//! TLS trust configuration for backend clients
//!
//! The policy is a pure function of the endpoint scheme and whether trust
//! anchor bytes were supplied:
//!
//! | scheme  | trust anchor | policy                                  |
//! |---------|--------------|-----------------------------------------|
//! | `http`  | ignored      | [`TlsPolicy::Plain`]                    |
//! | `https` | absent       | [`TlsPolicy::InsecureSkipVerify`]       |
//! | `https` | present      | [`TlsPolicy::TrustAnchor`], TLS 1.2+    |
//!
//! Self-signed backends without a distributed CA are common in on-premise
//! deployments, so an `https` endpoint without a trust anchor is accepted
//! without certificate validation.

use aws_smithy_runtime::client::http::hyper_014::HyperClientBuilder;
use aws_smithy_runtime_api::client::http::SharedHttpClient;
use cosi_common::{ProvisionerError, Result};
use http::Uri;
use rustls::client::{ServerCertVerified, ServerCertVerifier, WebPkiVerifier};
use rustls::{Certificate, ClientConfig, RootCertStore, ServerName};
use std::fmt;
use std::sync::Arc;
use std::time::SystemTime;
use tracing::warn;

/// Protocol versions offered when validating against a trust anchor
static PINNED_VERSIONS: &[&rustls::SupportedProtocolVersion] =
    &[&rustls::version::TLS13, &rustls::version::TLS12];

/// Transport security chosen for one client
#[derive(Clone, PartialEq, Eq)]
pub enum TlsPolicy {
    /// Plain HTTP, no trust configuration
    Plain,
    /// TLS with server certificate validation disabled
    InsecureSkipVerify,
    /// TLS validated against the supplied PEM certificates only
    TrustAnchor(Vec<u8>),
}

/// Field-less view of a [`TlsPolicy`]
#[derive(Clone, Copy, Debug, PartialEq, Eq)]
pub(crate) enum TlsMode {
    Plain,
    InsecureSkipVerify,
    Verified,
}

impl TlsPolicy {
    /// Apply the decision table to an endpoint
    pub fn decide(endpoint: &Uri, trust_anchor: Option<&[u8]>) -> Result<Self> {
        match endpoint.scheme_str() {
            Some(scheme) if scheme.eq_ignore_ascii_case("http") => Ok(Self::Plain),
            Some(scheme) if scheme.eq_ignore_ascii_case("https") => Ok(match trust_anchor {
                Some(pem) if !pem.is_empty() => Self::TrustAnchor(pem.to_vec()),
                _ => Self::InsecureSkipVerify,
            }),
            Some(scheme) => Err(ProvisionerError::internal(format!(
                "unsupported endpoint scheme {scheme:?} in {endpoint}"
            ))),
            None => Err(ProvisionerError::internal(format!(
                "endpoint {endpoint} has no scheme"
            ))),
        }
    }

    #[must_use]
    pub(crate) const fn mode(&self) -> TlsMode {
        match self {
            Self::Plain => TlsMode::Plain,
            Self::InsecureSkipVerify => TlsMode::InsecureSkipVerify,
            Self::TrustAnchor(_) => TlsMode::Verified,
        }
    }

    /// Certificate verifier for TLS policies, `None` for plain transport
    pub fn server_verifier(&self) -> Result<Option<Arc<dyn ServerCertVerifier>>> {
        Ok(match self {
            Self::Plain => None,
            Self::InsecureSkipVerify => Some(Arc::new(AcceptAnyServerCert)),
            Self::TrustAnchor(pem) => Some(Arc::new(WebPkiVerifier::new(root_store(pem)?, None))),
        })
    }

    /// HTTP client carrying this policy.
    ///
    /// `None` means the SDK default client, which speaks plain HTTP to an
    /// `http` endpoint.
    pub fn http_client(&self) -> Result<Option<SharedHttpClient>> {
        let Some(verifier) = self.server_verifier()? else {
            return Ok(None);
        };

        let config = ClientConfig::builder()
            .with_safe_default_cipher_suites()
            .with_safe_default_kx_groups()
            .with_protocol_versions(PINNED_VERSIONS)
            .map_err(|e| ProvisionerError::internal(format!("invalid TLS configuration: {e}")))?
            .with_custom_certificate_verifier(verifier)
            .with_no_client_auth();

        let connector = hyper_rustls::HttpsConnectorBuilder::new()
            .with_tls_config(config)
            .https_only()
            .enable_http1()
            .build();

        Ok(Some(HyperClientBuilder::new().build(connector)))
    }
}

impl fmt::Debug for TlsPolicy {
    fn fmt(&self, f: &mut fmt::Formatter<'_>) -> fmt::Result {
        fmt::Display::fmt(self, f)
    }
}

impl fmt::Display for TlsPolicy {
    fn fmt(&self, f: &mut fmt::Formatter<'_>) -> fmt::Result {
        match self {
            Self::Plain => f.write_str("plain"),
            Self::InsecureSkipVerify => f.write_str("tls-insecure"),
            Self::TrustAnchor(pem) => write!(f, "tls-verified({} bytes)", pem.len()),
        }
    }
}

/// Build a root store holding exactly the certificates in `pem`
pub fn root_store(pem: &[u8]) -> Result<RootCertStore> {
    let certs = rustls_pemfile::certs(&mut &pem[..]).map_err(|e| {
        ProvisionerError::internal(format!("failed to parse trust anchor PEM: {e}"))
    })?;

    let mut store = RootCertStore::empty();
    let (added, ignored) = store.add_parsable_certificates(&certs);
    if ignored > 0 {
        warn!(ignored, "skipped unusable certificates in trust anchor");
    }
    if added == 0 {
        return Err(ProvisionerError::internal(
            "trust anchor contains no usable certificate",
        ));
    }
    Ok(store)
}

/// Verifier that accepts any server certificate
struct AcceptAnyServerCert;

impl ServerCertVerifier for AcceptAnyServerCert {
    fn verify_server_cert(
        &self,
        _end_entity: &Certificate,
        _intermediates: &[Certificate],
        _server_name: &ServerName,
        _scts: &mut dyn Iterator<Item = &[u8]>,
        _ocsp_response: &[u8],
        _now: SystemTime,
    ) -> std::result::Result<ServerCertVerified, rustls::Error> {
        Ok(ServerCertVerified::assertion())
    }
}
//! COSI S3 - S3-compatible backend for the provisioner
//!
//! Credential resolution from Kubernetes secrets, client construction with
//! deterministic TLS trust, and create-bucket classification.

pub mod bucket;
pub mod classify;
pub mod client;
pub mod credentials;
pub mod tls;

pub use bucket::create_bucket;
pub use classify::{BackendError, Outcome, classify};
pub use client::{BackendSession, BucketClient, ClientFactory, S3BucketClient, S3ClientFactory};
pub use credentials::{CredentialBundle, CredentialResolver, KubeSecretSource, SecretSource};
pub use tls::TlsPolicy;
//! COSI Common - Shared types and utilities
//!
//! This crate provides the error taxonomy, configuration and request
//! vocabulary shared by the S3 backend crate and the driver binary.

pub mod config;
pub mod error;
pub mod types;

pub use config::{DriverAddress, DriverConfig};
pub use error::{ProvisionerError, Result};
pub use types::*;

• Task:
Retype all of the data exactly. Leave nothing out.

• Exercise output:
//! TLS trust configuration for backend clients
//!
//! The policy is a pure function of the endpoint scheme and whether trust
//! anchor bytes were supplied:
//!
//! | scheme  | trust anchor | policy                                  |
//! |---------|--------------|-----------------------------------------|
//! | `http`  | ignored      | [`TlsPolicy::Plain`]                    |
//! | `https` | absent       | [`TlsPolicy::InsecureSkipVerify`]       |
//! | `https` | present      | [`TlsPolicy::TrustAnchor`], TLS 1.2+    |
//!
//! Self-signed backends without a distributed CA are common in on-premise
//! deployments, so an `https` endpoint without a trust anchor is accepted
//! without certificate validation.

use aws_smithy_runtime::client::http::hyper_014::HyperClientBuilder;
use aws_smithy_runtime_api::client::http::SharedHttpClient;
use cosi_common::{ProvisionerError, Result};
use http::Uri;
use rustls::client::{ServerCertVerified, ServerCertVerifier, WebPkiVerifier};
use rustls::{Certificate, ClientConfig, RootCertStore, ServerName};
use std::fmt;
use std::sync::Arc;
use std::time::SystemTime;
use tracing::warn;

/// Protocol versions offered when validating against a trust anchor
static PINNED_VERSIONS: &[&rustls::SupportedProtocolVersion] =
    &[&rustls::version::TLS13, &rustls::version::TLS12];

/// Transport security chosen for one client
#[derive(Clone, PartialEq, Eq)]
pub enum TlsPolicy {
    /// Plain HTTP, no trust configuration
    Plain,
    /// TLS with server certificate validation disabled
    InsecureSkipVerify,
    /// TLS validated against the supplied PEM certificates only
    TrustAnchor(Vec<u8>),
}

/// Field-less view of a [`TlsPolicy`]
#[derive(Clone, Copy, Debug, PartialEq, Eq)]
pub(crate) enum TlsMode {
    Plain,
    InsecureSkipVerify,
    Verified,
}

impl TlsPolicy {
    /// Apply the decision table to an endpoint
    pub fn decide(endpoint: &Uri, trust_anchor: Option<&[u8]>) -> Result<Self> {
        match endpoint.scheme_str() {
            Some(scheme) if scheme.eq_ignore_ascii_case("http") => Ok(Self::Plain),
            Some(scheme) if scheme.eq_ignore_ascii_case("https") => Ok(match trust_anchor {
                Some(pem) if !pem.is_empty() => Self::TrustAnchor(pem.to_vec()),
                _ => Self::InsecureSkipVerify,
            }),
            Some(scheme) => Err(ProvisionerError::internal(format!(
                "unsupported endpoint scheme {scheme:?} in {endpoint}"
            ))),
            None => Err(ProvisionerError::internal(format!(
                "endpoint {endpoint} has no scheme"
            ))),
        }
    }

    #[must_use]
    pub(crate) const fn mode(&self) -> TlsMode {
        match self {
            Self::Plain => TlsMode::Plain,
            Self::InsecureSkipVerify => TlsMode::InsecureSkipVerify,
            Self::TrustAnchor(_) => TlsMode::Verified,
        }
    }

    /// Certificate verifier for TLS policies, `None` for plain transport
    pub fn server_verifier(&self) -> Result<Option<Arc<dyn ServerCertVerifier>>> {
        Ok(match self {
            Self::Plain => None,
            Self::InsecureSkipVerify => Some(Arc::new(AcceptAnyServerCert)),
            Self::TrustAnchor(pem) => Some(Arc::new(WebPkiVerifier::new(root_store(pem)?, None))),
        })
    }

    /// HTTP client carrying this policy.
    ///
    /// `None` means the SDK default client, which speaks plain HTTP to an
    /// `http` endpoint.
    pub fn http_client(&self) -> Result<Option<SharedHttpClient>> {
        let Some(verifier) = self.server_verifier()? else {
            return Ok(None);
        };

        let config = ClientConfig::builder()
            .with_safe_default_cipher_suites()
            .with_safe_default_kx_groups()
            .with_protocol_versions(PINNED_VERSIONS)
            .map_err(|e| ProvisionerError::internal(format!("invalid TLS configuration: {e}")))?
            .with_custom_certificate_verifier(verifier)
            .with_no_client_auth();

        let connector = hyper_rustls::HttpsConnectorBuilder::new()
            .with_tls_config(config)
            .https_only()
            .enable_http1()
            .build();

        Ok(Some(HyperClientBuilder::new().build(connector)))
    }
}

impl fmt::Debug for TlsPolicy {
    fn fmt(&self, f: &mut fmt::Formatter<'_>) -> fmt::Result {
        fmt::Display::fmt(self, f)
    }
}

impl fmt::Display for TlsPolicy {
    fn fmt(&self, f: &mut fmt::Formatter<'_>) -> fmt::Result {
        match self {
            Self::Plain => f.write_str("plain"),
            Self::InsecureSkipVerify => f.write_str("tls-insecure"),
            Self::TrustAnchor(pem) => write!(f, "tls-verified({} bytes)", pem.len()),
        }
    }
}

/// Build a root store holding exactly the certificates in `pem`
pub fn root_store(pem: &[u8]) -> Result<RootCertStore> {
    let certs = rustls_pemfile::certs(&mut &pem[..]).map_err(|e| {
        ProvisionerError::internal(format!("failed to parse trust anchor PEM: {e}"))
    })?;

    let mut store = RootCertStore::empty();
    let (added, ignored) = store.add_parsable_certificates(&certs);
    if ignored > 0 {
        warn!(ignored, "skipped unusable certificates in trust anchor");
    }
    if added == 0 {
        return Err(ProvisionerError::internal(
            "trust anchor contains no usable certificate",
        ));
    }
    Ok(store)
}

/// Verifier that accepts any server certificate
struct AcceptAnyServerCert;

impl ServerCertVerifier for AcceptAnyServerCert {
    fn verify_server_cert(
        &self,
        _end_entity: &Certificate,
        _intermediates: &[Certificate],
        _server_name: &ServerName,
        _scts: &mut dyn Iterator<Item = &[u8]>,
        _ocsp_response: &[u8],
        _now: SystemTime,
    ) -> std::result::Result<ServerCertVerified, rustls::Error> {
        Ok(ServerCertVerified::assertion())
    }
}
//! COSI S3 - S3-compatible backend for the provisioner
//!
//! Credential resolution from Kubernetes secrets, client construction with
//! deterministic TLS trust, and create-bucket classification.

pub mod bucket;
pub mod classify;
pub mod client;
pub mod credentials;
pub mod tls;

pub use bucket::create_bucket;
pub use classify::{BackendError, Outcome, classify};
pub use client::{BackendSession, BucketClient, ClientFactory, S3BucketClient, S3ClientFactory};
pub use credentials::{CredentialBundle, CredentialResolver, KubeSecretSource, SecretSource};
pub use tls::TlsPolicy;
//! COSI Common - Shared types and utilities
//!
//! This crate provides the error taxonomy, configuration and request
//! vocabulary shared by the S3 backend crate and the driver binary.

pub mod config;
pub mod error;
pub mod types;

pub use config::{DriverAddress, DriverConfig};
pub use error::{ProvisionerError, Result};
pub use types::*;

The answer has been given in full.